Quando la frammentazione dovuta alle collisioni di tipo "hit and run" (nelle quali il corpo minore riesce parzialmente ad allontanarsi dal corpo maggiore, per quanto altamente modificato dall'urto) viene inclusa nelle simulazioni con una precoce instabilità, le orbite dei pianeti terrestri vengono riprodotte meglio. Il maggior numero di piccoli corpi risultanti da queste collisioni riduce le eccentricità e le inclinazioni delle orbite dei pianeti in crescita attraverso ulteriori collisioni e attriti dinamici. Ciò si traduce anche in una frazione maggiore della massa dei pianeti terrestri concentrata in Venere e nella Terra ed estende i loro tempi di formazione rispetto a quello di Marte[28].

La migrazione dei pianeti giganti attraverso la cintura degli asteroidi crea un picco nelle velocità di impatto che potrebbe provocare la formazione di condriti CB. Le condriti CB sono condriti carboniose ricche di metalli contenenti noduli di ferro/nichel che si sono formati dalla cristallizzazione dell'impatto fondendo 4,8±0,3 milioni di anni dopo i primi solidi. La vaporizzazione di questi metalli richiede impatti superiori a 18 km/s, ben oltre il massimo di 12,2 km/s previsto nei modelli di accrescimento standard. La migrazione di Giove attraverso la fascia degli asteroidi aumenta le eccentricità e le inclinazioni degli asteroidi, determinando un periodo di 0,5 milioni di anni di velocità di impatto sufficienti a vaporizzare i metalli. Se la formazione di condriti CB fosse dovuta alla migrazione di Giove, si sarebbe verificata 4,5−5 milioni di anni dopo la formazione del sistema solare[29].

La presenza di una fitta atmosfera attorno a Titano e la sua assenza attorno a Ganimede e Callisto potrebbe essere dovuta al tempismo della loro formazione rispetto alla grande virata. Se Ganimede e Callisto si fossero formati prima della grande virata, le loro atmosfere sarebbero andate perdute mentre Giove si avvicinava al Sole. Tuttavia, affinché Titano eviti la migrazione di tipo I in Saturno e l'atmosfera di Titano venga conservata, deve essersi formato dopo la grande virata[30][31].
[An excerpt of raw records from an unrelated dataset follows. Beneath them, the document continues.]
//! `weft serve` command implementation.

use std::path::PathBuf;

use clap::Args;
use weft_config::{CliSettings, Config};
use weft_server::{run_server, server_config_from_config};

use crate::error::CliError;
use crate::output::Output;

/// Arguments for the serve command.
#[derive(Args)]
pub(crate) struct ServeArgs {
    /// Path to configuration file (default: auto-discover weft.toml).
    #[arg(short, long)]
    config: Option<PathBuf>,

    /// Host to bind to (overrides config).
    #[arg(long)]
    host: Option<String>,

    /// Port to bind to (overrides config).
    #[arg(short, long)]
    port: Option<u16>,

    /// Template directory (overrides config).
    #[arg(short, long)]
    templates_dir: Option<PathBuf>,

    /// Static file directory (overrides config).
    #[arg(short, long)]
    static_dir: Option<PathBuf>,

    /// Enable verbose output (info-level logs).
    #[arg(short, long)]
    pub verbose: bool,

    /// Enable template live reload (default: enabled).
    #[arg(long)]
    live_reload: Option<bool>,

    /// Disable template live reload.
    #[arg(long, conflicts_with = "live_reload")]
    no_live_reload: bool,
}

impl ServeArgs {
    /// Execute the serve command.
    ///
    /// # Errors
    ///
    /// Returns an error if configuration fails or the server fails to start.
    pub(crate) async fn execute(self) -> Result<(), CliError> {
        let output = Output::new();

        let live_reload = self.resolve_live_reload();
        let cli_settings = CliSettings {
            host: self.host,
            port: self.port,
            templates_dir: self.templates_dir,
            static_dir: self.static_dir,
            live_reload,
        };

        let config = Config::load(self.config.as_deref(), Some(&cli_settings))?;
        tracing::info!(path = ?config.config_path, "Loaded configuration");

        let address = format!("http://{}:{}", config.server.host, config.server.port);
        output.setting("Address", &address);
        output.setting("Templates", config.templates_resolved.dir.display());
        if config.static_resolved.dir.is_dir() {
            output.setting(
                "Static files",
                format!(
                    "{} at {}",
                    config.static_resolved.dir.display(),
                    config.static_resolved.url_prefix
                ),
            );
        } else {
            output.warning(&format!(
                "Static directory not found: {}",
                config.static_resolved.dir.display()
            ));
        }
        let live_reload = if config.templates_resolved.live_reload {
            "enabled"
        } else {
            "disabled"
        };
        output.setting("Live reload", live_reload);

        run_server(server_config_from_config(&config)).await?;
        output.success(&format!("Stopped serving {address}"));

        Ok(())
    }

    /// Resolve live reload from --live-reload/--no-live-reload flags.
    fn resolve_live_reload(&self) -> Option<bool> {
        self.no_live_reload.then_some(false).or(self.live_reload)
    }
}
Incontri con altri embrioni potrebbero aver destabilizzato il disco in orbita attorno a Marte, riducendo la massa delle lune che si sarebbero formate attorno al pianeta. Dopo che Marte fosse stato scagliato via dall'annulus dagli incontri con altri pianeti, avrebbe continuato ad avere incontri con altri oggetti fino a quando i pianeti maggiori non avessero ripulito il sistema solare interno. Mentre questi incontri avrebbero consentito a Marte di spostarsi su di un'orbita scollegata da quella degli altri pianeti e quindi stabile, avrebbero altresì perturbato il disco di materiale in orbita attorno al pianeta da cui si sarebbero formate le sue lune. Ciò avrebbe ridotto la sua massa, in parte espulsa nello spazio e in parte precipitata sul pianeta, portando di conseguenza alla formazione di lune di piccola massa[32].
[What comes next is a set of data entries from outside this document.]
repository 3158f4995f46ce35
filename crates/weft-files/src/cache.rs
//! Content-hash `ETag` cache.

use std::collections::HashMap;
use std::io::{self, Read};
use std::sync::{Mutex, PoisonError};
use std::time::SystemTime;

use sha2::{Digest, Sha256};

/// Cached `ETag` for one file.
#[derive(Clone, Debug, PartialEq, Eq)]
pub struct CacheEntry {
    /// Modification time the tag was computed for.
    pub modified: SystemTime,
    /// Quoted lowercase hex SHA-256 of the content.
    pub tag: String,
}

/// File name to [`CacheEntry`] map shared by concurrent requests.
///
/// Entries are never evicted; a stale entry is replaced when the file's
/// modification time no longer matches.
#[derive(Debug, Default)]
pub struct HashCache {
    entries: Mutex<HashMap<String, CacheEntry>>,
}

impl HashCache {
    /// Create an empty cache.
    #[must_use]
    pub fn new() -> Self {
        Self::default()
    }

    /// Entry stored for `name`, if any.
    #[must_use]
    pub fn get(&self, name: &str) -> Option<CacheEntry> {
        self.lock().get(name).cloned()
    }

    /// Store `entry` for `name`, replacing any previous one.
    pub fn put(&self, name: &str, entry: CacheEntry) {
        self.lock().insert(name.to_owned(), entry);
    }

    /// Number of cached entries.
    #[must_use]
    pub fn len(&self) -> usize {
        self.lock().len()
    }

    /// Whether the cache is empty.
    #[must_use]
    pub fn is_empty(&self) -> bool {
        self.lock().is_empty()
    }

    fn lock(&self) -> std::sync::MutexGuard<'_, HashMap<String, CacheEntry>> {
        self.entries.lock().unwrap_or_else(PoisonError::into_inner)
    }
}

/// Hash everything `reader` yields into a quoted `ETag` value.
///
/// # Errors
///
/// Returns an I/O error if reading fails.
pub fn compute_etag<R: Read + ?Sized>(reader: &mut R) -> io::Result<String> {
    let mut hasher = Sha256::new();
    let mut buf = [0_u8; 8192];
    loop {
        let n = match reader.read(&mut buf) {
            Ok(0) => break,
            Ok(n) => n,
            Err(e) if e.kind() == io::ErrorKind::Interrupted => continue,
            Err(e) => return Err(e),
        };
        hasher.update(&buf[..n]);
    }
    Ok(format!("\"{}\"", hex::encode(hasher.finalize())))
}
//! Application state.

use std::sync::Arc;

use weft_files::{DirFs, FileStore};
use weft_templates::TemplateStore;

/// Application state shared across all handlers.
pub(crate) struct AppState {
    /// Live-reloading templates for pages.
    pub(crate) templates: Arc<TemplateStore>,
    /// Static files with cached `ETag`s.
    pub(crate) files: Arc<FileStore<DirFs>>,
}
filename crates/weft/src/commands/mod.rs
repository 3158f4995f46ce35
//! CLI command implementations.

pub(crate) mod serve;

pub(crate) use serve::ServeArgs;
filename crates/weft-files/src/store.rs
//! Conditional file responses with cached `ETag`s.

use std::io::{self, Cursor, Read, Seek, SeekFrom};
use std::time::SystemTime;

use axum::http::header::{self, HeaderMap, HeaderValue};
use axum::response::Response;
use weft_http::{HttpError, RequestMeta, serve_content};

use crate::cache::{CacheEntry, HashCache, compute_etag};
use crate::fs::{FileSystem, ReadSeek, Reader};

/// Serves files from a [`FileSystem`] with content-hash `ETag`s.
///
/// `ETag`s are cached per file name and recomputed only when the file's
/// modification time changes.
#[derive(Debug)]
pub struct FileStore<F> {
    fs: F,
    cache: HashCache,
}

impl<F: FileSystem> FileStore<F> {
    /// Create a store over `fs` with an empty cache.
    #[must_use]
    pub fn new(fs: F) -> Self {
        Self {
            fs,
            cache: HashCache::new(),
        }
    }

    /// Backing file system.
    #[must_use]
    pub fn file_system(&self) -> &F {
        &self.fs
    }

    /// `ETag` cache.
    #[must_use]
    pub fn cache(&self) -> &HashCache {
        &self.cache
    }

    /// Build the response for `name` under `request`'s conditions.
    ///
    /// The response carries an `ETag` header and is otherwise produced by
    /// [`serve_content`].
    ///
    /// # Errors
    ///
    /// Returns a 404 [`HttpError`] if `name` does not exist or is a
    /// directory, and a 500 [`HttpError`] for any other I/O failure.
    pub fn send_file(&self, request: &RequestMeta, name: &str) -> Result<Response, HttpError> {
        let file = self.fs.open(name).map_err(open_error)?;
        let info = file.stat().map_err(HttpError::internal)?;
        if info.is_dir {
            return Err(HttpError::not_found());
        }

        let mut reader = seekable(file.into_reader()).map_err(HttpError::internal)?;
        let tag = self
            .etag(name, info.modified, &mut reader)
            .map_err(HttpError::internal)?;

        let mut headers = HeaderMap::new();
        headers.insert(
            header::ETAG,
            HeaderValue::from_str(&tag).map_err(HttpError::internal)?,
        );
        serve_content(request, headers, name, info.modified, reader)
    }

    /// Cached tag for `name`, hashing `reader` on a miss.
    ///
    /// `reader` is left at its start either way.
    fn etag<R: Read + Seek>(
        &self,
        name: &str,
        modified: SystemTime,
        reader: &mut R,
    ) -> io::Result<String> {
        if let Some(entry) = self.cache.get(name)
            && entry.modified == modified
        {
            return Ok(entry.tag);
        }

        let tag = compute_etag(reader)?;
        reader.seek(SeekFrom::Start(0))?;
        tracing::debug!(name, tag, "Computed ETag");

        self.cache.put(
            name,
            CacheEntry {
                modified,
                tag: tag.clone(),
            },
        );
        Ok(tag)
    }
}

pub(crate) fn open_error(err: io::Error) -> HttpError {
    if err.kind() == io::ErrorKind::NotFound {
        HttpError::not_found()
    } else {
        HttpError::internal(err)
    }
}

/// Seekable view of a file's content; streams are buffered in memory.
fn seekable(reader: Reader) -> io::Result<Box<dyn ReadSeek + Send>> {
    match reader {
        Reader::Seekable(reader) => Ok(reader),
        Reader::Stream(mut stream) => {
            let mut data = Vec::new();
            stream.read_to_end(&mut data)?;
            Ok(Box::new(Cursor::new(data)))
        }
    }
}

#[cfg(test)]
mod tests {
    static_assertions::assert_impl_all!(super::FileStore<crate::DirFs>: Send, Sync);
    static_assertions::assert_impl_all!(super::FileStore<crate::MemoryFs>: Send, Sync);

    use std::fs;
    use std::time::{Duration, UNIX_EPOCH};

    use axum::body::to_bytes;
    use axum::http::StatusCode;
    use pretty_assertions::assert_eq;

    use super::*;
    use crate::{DirFs, MemoryFs};

    const HELLO_TAG: &str = "\"2cf24dba5fb0a30e26e83b2ac5b9e29e1b161e5c1fa7425e73043362938b9824\"";

    fn create_store() -> (tempfile::TempDir, FileStore<DirFs>) {
        let temp_dir = tempfile::tempdir().unwrap();
        fs::write(temp_dir.path().join("hello.txt"), "hello").unwrap();
        fs::create_dir(temp_dir.path().join("assets")).unwrap();
        let store = FileStore::new(DirFs::new(temp_dir.path()));
        (temp_dir, store)
    }

    fn etag_of(response: &Response) -> &str {
        response.headers()[header::ETAG].to_str().unwrap()
    }

    fn set_modified(path: &std::path::Path, secs: u64) {
        let file = fs::File::options().write(true).open(path).unwrap();
        file.set_modified(UNIX_EPOCH + Duration::from_secs(secs))
            .unwrap();
    }

    async fn body_string(response: Response) -> String {
        let bytes = to_bytes(response.into_body(), usize::MAX).await.unwrap();
        String::from_utf8(bytes.to_vec()).unwrap()
    }

    #[tokio::test]
    async fn test_send_file() {
        let (_temp_dir, store) = create_store();

        let response = store
            .send_file(&RequestMeta::default(), "hello.txt")
            .unwrap();

        assert_eq!(response.status(), StatusCode::OK);
        assert_eq!(etag_of(&response), HELLO_TAG);
        assert_eq!(
            response.headers()[header::CONTENT_TYPE],
            "text/plain; charset=utf-8"
        );
        assert_eq!(body_string(response).await, "hello");
    }

    #[test]
    fn test_etag_is_stable() {
        let (_temp_dir, store) = create_store();
        let request = RequestMeta::default();

        let first = store.send_file(&request, "hello.txt").unwrap();
        let second = store.send_file(&request, "hello.txt").unwrap();

        assert_eq!(etag_of(&first), etag_of(&second));
        assert_eq!(store.cache().len(), 1);
    }

    #[test]
    fn test_unchanged_file_uses_cached_tag() {
        let (_temp_dir, store) = create_store();
        let request = RequestMeta::default();
        store.send_file(&request, "hello.txt").unwrap();

        let entry = store.cache().get("hello.txt").unwrap();
        store.cache().put(
            "hello.txt",
            CacheEntry {
                modified: entry.modified,
                tag: "\"sentinel\"".to_owned(),
            },
        );
        let response = store.send_file(&request, "hello.txt").unwrap();

        assert_eq!(etag_of(&response), "\"sentinel\"");
    }

    #[test]
    fn test_changed_mtime_recomputes_tag() {
        let (temp_dir, store) = create_store();
        let path = temp_dir.path().join("hello.txt");
        let request = RequestMeta::default();
        set_modified(&path, 1_000_000);
        let first = store.send_file(&request, "hello.txt").unwrap();

        fs::write(&path, "hello, world").unwrap();
        set_modified(&path, 2_000_000);
        let second = store.send_file(&request, "hello.txt").unwrap();

        assert_ne!(etag_of(&first), etag_of(&second));
        assert_eq!(
            store.cache().get("hello.txt").unwrap().modified,
            UNIX_EPOCH + Duration::from_secs(2_000_000)
        );
    }

    #[test]
    fn test_changed_mtime_same_content_keeps_tag() {
        let (temp_dir, store) = create_store();
        let path = temp_dir.path().join("hello.txt");
        let request = RequestMeta::default();
        set_modified(&path, 1_000_000);
        let first = store.send_file(&request, "hello.txt").unwrap();

        set_modified(&path, 2_000_000);
        let second = store.send_file(&request, "hello.txt").unwrap();

        assert_eq!(etag_of(&first), etag_of(&second));
    }

    #[test]
    fn test_concurrent_distinct_files() {
        const FILES: usize = 16;

        let (temp_dir, store) = create_store();
        for i in 0..FILES {
            fs::write(temp_dir.path().join(format!("f{i}.txt")), format!("file {i}")).unwrap();
        }

        std::thread::scope(|s| {
            for i in 0..FILES {
                let store = &store;
                s.spawn(move || {
                    store
                        .send_file(&RequestMeta::default(), &format!("f{i}.txt"))
                        .unwrap();
                });
            }
        });

        assert_eq!(store.cache().len(), FILES);
        for i in 0..FILES {
            let name = format!("f{i}.txt");
            let actual = fs::metadata(temp_dir.path().join(&name))
                .unwrap()
                .modified()
                .unwrap();
            assert_eq!(store.cache().get(&name).unwrap().modified, actual);
        }
    }

    #[test]
    fn test_if_none_match_returns_not_modified() {
        let (_temp_dir, store) = create_store();
        let request = RequestMeta::default().with_header(header::IF_NONE_MATCH, HELLO_TAG);

        let response = store.send_file(&request, "hello.txt").unwrap();

        assert_eq!(response.status(), StatusCode::NOT_MODIFIED);
        assert_eq!(etag_of(&response), HELLO_TAG);
    }

    #[test]
    fn test_missing_file_is_not_found() {
        let (_temp_dir, store) = create_store();

        let err = store
            .send_file(&RequestMeta::default(), "missing.txt")
            .unwrap_err();

        assert_eq!(err.status, StatusCode::NOT_FOUND);
        assert!(store.cache().is_empty());
    }

    #[test]
    fn test_directory_is_not_found() {
        let (_temp_dir, store) = create_store();

        let err = store
            .send_file(&RequestMeta::default(), "assets")
            .unwrap_err();

        assert_eq!(err.status, StatusCode::NOT_FOUND);
    }

    #[test]
    fn test_parent_dir_is_internal_error() {
        let (_temp_dir, store) = create_store();

        let err = store
            .send_file(&RequestMeta::default(), "../hello.txt")
            .unwrap_err();

        assert_eq!(err.status, StatusCode::INTERNAL_SERVER_ERROR);
    }

    #[tokio::test]
    async fn test_stream_only_file_system() {
        let modified = UNIX_EPOCH + Duration::from_secs(1_700_000_000);
        let store = FileStore::new(MemoryFs::new().with_file("hello.txt", "hello", modified));

        let response = store
            .send_file(&RequestMeta::default(), "/hello.txt")
            .unwrap();

        assert_eq!(etag_of(&response), HELLO_TAG);
        assert_eq!(body_string(response).await, "hello");
    }

    #[tokio::test]
    async fn test_range_on_stream_only_file() {
        let modified = UNIX_EPOCH + Duration::from_secs(1_700_000_000);
        let store = FileStore::new(MemoryFs::new().with_file("hello.txt", "hello", modified));
        let request = RequestMeta::default().with_header(header::RANGE, "bytes=1-3");

        let response = store.send_file(&request, "hello.txt").unwrap();

        assert_eq!(response.status(), StatusCode::PARTIAL_CONTENT);
        assert_eq!(response.headers()[header::CONTENT_RANGE], "bytes 1-3/5");
        assert_eq!(body_string(response).await, "ell");
    }

    #[test]
    fn test_memory_directory_is_not_found() {
        let store = FileStore::new(MemoryFs::new().with_file("docs/a.txt", "a", UNIX_EPOCH));

        let err = store
            .send_file(&RequestMeta::default(), "docs")
            .unwrap_err();

        assert_eq!(err.status, StatusCode::NOT_FOUND);
    }
}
Potenziali problemi[modifica | modifica wikitesto]

La maggior parte dell'accrescimento di Marte dovrebbe aver avuto luogo al di fuori dello stretto anello di materiale formato dalla virata, se Marte avesse una composizione diversa rispetto alla Terra e Venere. I pianeti cresciuti nell'annulus creato dalla grande virata avrebbero composizioni simili; così sarebbe dunque per la Terra e Venere. Se la grande virata si fosse presentata presto, mentre l'embrione che sarebbe divenuto Marte fosse stato relativamente piccolo, si sarebbe potuto formare un pianeta con una composizione diversa dalla Terra e Venere se fosse stato scagliato verso l'esterno e poi di nuovo verso l'interno, come gli asteroidi. La probabilità che ciò possa essere accaduto, tuttavia, è approssimativamente del 2%[33][34].

Studi successivi hanno dimostrato che è improbabile che la migrazione orbitale convergente di Giove e Saturno nella nebulosa solare in dissolvenza possa aver stabilito una risonanza di moto medio 3:2. Invece di supportare una migrazione più veloce in fuga, le condizioni della nebulosa avrebbero condotto a una migrazione più lenta di Saturno e alla sua cattura in una risonanza di moto medio 2:1[10]. La cattura di Giove e Saturno in una risonanza 2:1 in generale non avrebbe determinato l'inversione della direzione della migrazione, ma sono state comunque identificate delle configurazioni particolari della nebulosa che avrebbero potuto guidare la migrazione verso l'esterno[35]. Queste configurazioni, tuttavia, tendono ad eccitare l'eccentricità orbitale di Giove e di Saturno a valori tra due e tre volte più grandi dei loro valori reali[36]. Inoltre, se la temperatura e la viscosità del gas avessero consentito a Saturno di produrre un vuoto più profondo, la coppia netta risultante sarebbe potuta diventare nuovamente negativa, con conseguente migrazione verso l'interno del sistema.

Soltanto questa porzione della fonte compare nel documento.